The author is a Reuters Breakingviews columnist. The opinions expressed are his own.

It’s not every day that the barons of the buyout industry find themselves on the shorter end of a sweet deal. But that’s arguably the case in the turnaround of BankUnited, a relatively small Florida bank that’s about to return to the public markets. John Kanas, the seasoned Long Island banker who led the deal and runs the bank, is poised to skim off nearly $100 million of the profits his private equity partners will make.

That’s an impressive feat given the caliber of the investors who backed him, a group that includes Carlyle, Blackstone, Wilbur Ross and the LeFrak family.

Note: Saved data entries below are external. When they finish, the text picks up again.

// SPDX-License-Identifier: AGPL-3.0-or-later
//
// Copyright (C) 2026 Relational Network

use axum::{
    routing::{get, post},
    Router,
};
use tower_http::{
    cors::CorsLayer,
    request_id::{MakeRequestUuid, PropagateRequestIdLayer, SetRequestIdLayer},
    trace::TraceLayer,
};
use utoipa::{
    openapi::security::{HttpAuthScheme, HttpBuilder, SecurityScheme},
    Modify, OpenApi,
};
use utoipa_swagger_ui::SwaggerUi;

use crate::{
    auth::{CacheStats, Identity, Role},
    ledger::{Account, AccountStatus, AccountType, EntryStatus, LogAction, LogEntry, SettlementMode},
    state::AppState,
};

pub mod accounts;
pub mod actions;
pub mod health;
pub mod operations;

use accounts::{
    AccountListResponse, AccountRequest, ChangeStateRequest, CreateAccountRequest,
};
use actions::{PendingActionsResponse, ResolutionResponse};
use health::{HealthChecks, HealthResponse, ReadyResponse};
use operations::{
    BalanceUpdateRequest, BalanceUpdateResponse, LogEntryResponse, LogListResponse,
    TransferRequest, TransferResponse,
};

pub fn router(state: AppState) -> Router {
    let api_routes = Router::new()
        .route(
            "/accounts",
            get(accounts::list_accounts).post(accounts::create_account),
        )
        .route("/accounts/request", post(accounts::request_account))
        .route("/accounts/{account_id}", get(accounts::get_account))
        .route("/accounts/{account_id}/state", post(accounts::change_state))
        .route("/accounts/{account_id}/balance", post(operations::update_balance))
        .route("/accounts/{account_id}/transfer", post(operations::transfer))
        .route("/accounts/{account_id}/logs", get(operations::list_logs))
        .route(
            "/accounts/{account_id}/logs/{limit}",
            get(operations::list_logs_limited),
        )
        .route("/users/{user_id}/accounts", get(accounts::user_accounts))
        .route("/me/accounts", get(accounts::my_accounts))
        .route("/pending-actions", get(actions::pending_actions))
        .route("/actions/{log_id}/validate", post(actions::validate_action))
        .route("/actions/{log_id}/decline", post(actions::decline_action))
        .route("/health", get(health::health))
        .route("/health/live", get(health::liveness))
        .route("/health/ready", get(health::readiness))
        .with_state(state);

    Router::new()
        .merge(api_routes)
        .merge(SwaggerUi::new("/docs").url("/api-doc/openapi.json", ApiDoc::openapi()))
        .layer(CorsLayer::permissive())
        .layer(PropagateRequestIdLayer::x_request_id())
        .layer(TraceLayer::new_for_http())
        .layer(SetRequestIdLayer::x_request_id(MakeRequestUuid))
}

struct SecurityAddon;

impl Modify for SecurityAddon {
    fn modify(&self, openapi: &mut utoipa::openapi::OpenApi) {
        let components = openapi.components.get_or_insert_with(Default::default);
        components.add_security_scheme(
            "bearer_auth",
            SecurityScheme::Http(HttpBuilder::new().scheme(HttpAuthScheme::Bearer).build()),
        );
    }
}

#[derive(OpenApi)]
#[openapi(
    paths(
        accounts::list_accounts,
        accounts::create_account,
        accounts::request_account,
        accounts::get_account,
        accounts::my_accounts,
        accounts::user_accounts,
        accounts::change_state,
        operations::update_balance,
        operations::transfer,
        operations::list_logs,
        operations::list_logs_limited,
        actions::pending_actions,
        actions::validate_action,
        actions::decline_action,
        health::health,
        health::liveness,
        health::readiness
    ),
    components(
        schemas(
            Account,
            AccountType,
            AccountStatus,
            LogEntry,
            LogAction,
            EntryStatus,
            SettlementMode,
            Identity,
            Role,
            CacheStats,
            CreateAccountRequest,
            AccountRequest,
            ChangeStateRequest,
            AccountListResponse,
            BalanceUpdateRequest,
            BalanceUpdateResponse,
            TransferRequest,
            TransferResponse,
            LogEntryResponse,
            LogListResponse,
            PendingActionsResponse,
            ResolutionResponse,
            ReadyResponse,
            HealthChecks,
            HealthResponse
        )
    ),
    modifiers(&SecurityAddon),
    tags(
        (name = "Accounts", description = "Account lifecycle and lookup"),
        (name = "Operations", description = "Deposits, withdrawals, transfers, history"),
        (name = "Approvals", description = "Banker approval queue"),
        (name = "Health", description = "Liveness and readiness probes")
    )
)]
struct ApiDoc;
// SPDX-License-Identifier: AGPL-3.0-or-later
//
// Copyright (C) 2026 Relational Network

//! Argent Ledger - Account Ledger Service
//!
//! Keeps per-user monetary accounts, records every balance-affecting action
//! in an append-only log, and routes actions through a banker approval queue
//! before they settle.
//!
//! ## Modules
//!
//! - `api` - HTTP API handlers (Axum)
//! - `auth` - Token resolution against the identity authority and access policy
//! - `ledger` - Accounts, log entries and the transaction engine
//! - `storage` - Ledger persistence (redb)

pub mod api;
pub mod auth;
pub mod config;
pub mod error;
pub mod ledger;
pub mod state;
pub mod storage;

But they won’t be crying, either. All told, Mr. Kanas and BankUnited’s financiers look set to turn a $940 million investment into a cool $2.8 billion or more, thanks to negotiating a bargain price when buying the bank from the Federal Deposit Insurance Corp. in May 2009.

But the best turn on investment accrues to Mr. Kanas. In addition to putting some $23.5 million of his own money into the deal, he convinced the private equity firms to pay out 10 percent of their profits from the deal to BankUnited’s management team.

An updated prospectus for the BankUnited initial public offering values the portion of this payout that is due to Mr. Kanas at around $36 million. But that is based on a low multiple of last year’s book value, or assets less liabilities. The actual value will be determined by the IPO price. Helped by a loss-sharing agreement with the F.D.I.C., BankUnited’s shares are likely to trade at a relatively high multiple.

At a feasible 2.25 times book value as of Sept. 30, BankUnited’s buyers will roughly triple their money, at least on paper. The backers other than Mr. Kanas and his management group put in around $900 million, so they will make around $1.8 billion in profit for their investors and themselves. That means the profit pool for the management crew should amount to around $180 million, with half going to Mr. Kanas.

That’s on top of the return he will make on his personal investment, which in this scenario will rise in value to some $70 million. Tot it all up, and thanks to some smart negotiating Mr. Kanas could make nearly seven times his original investment. Not bad for a community banker.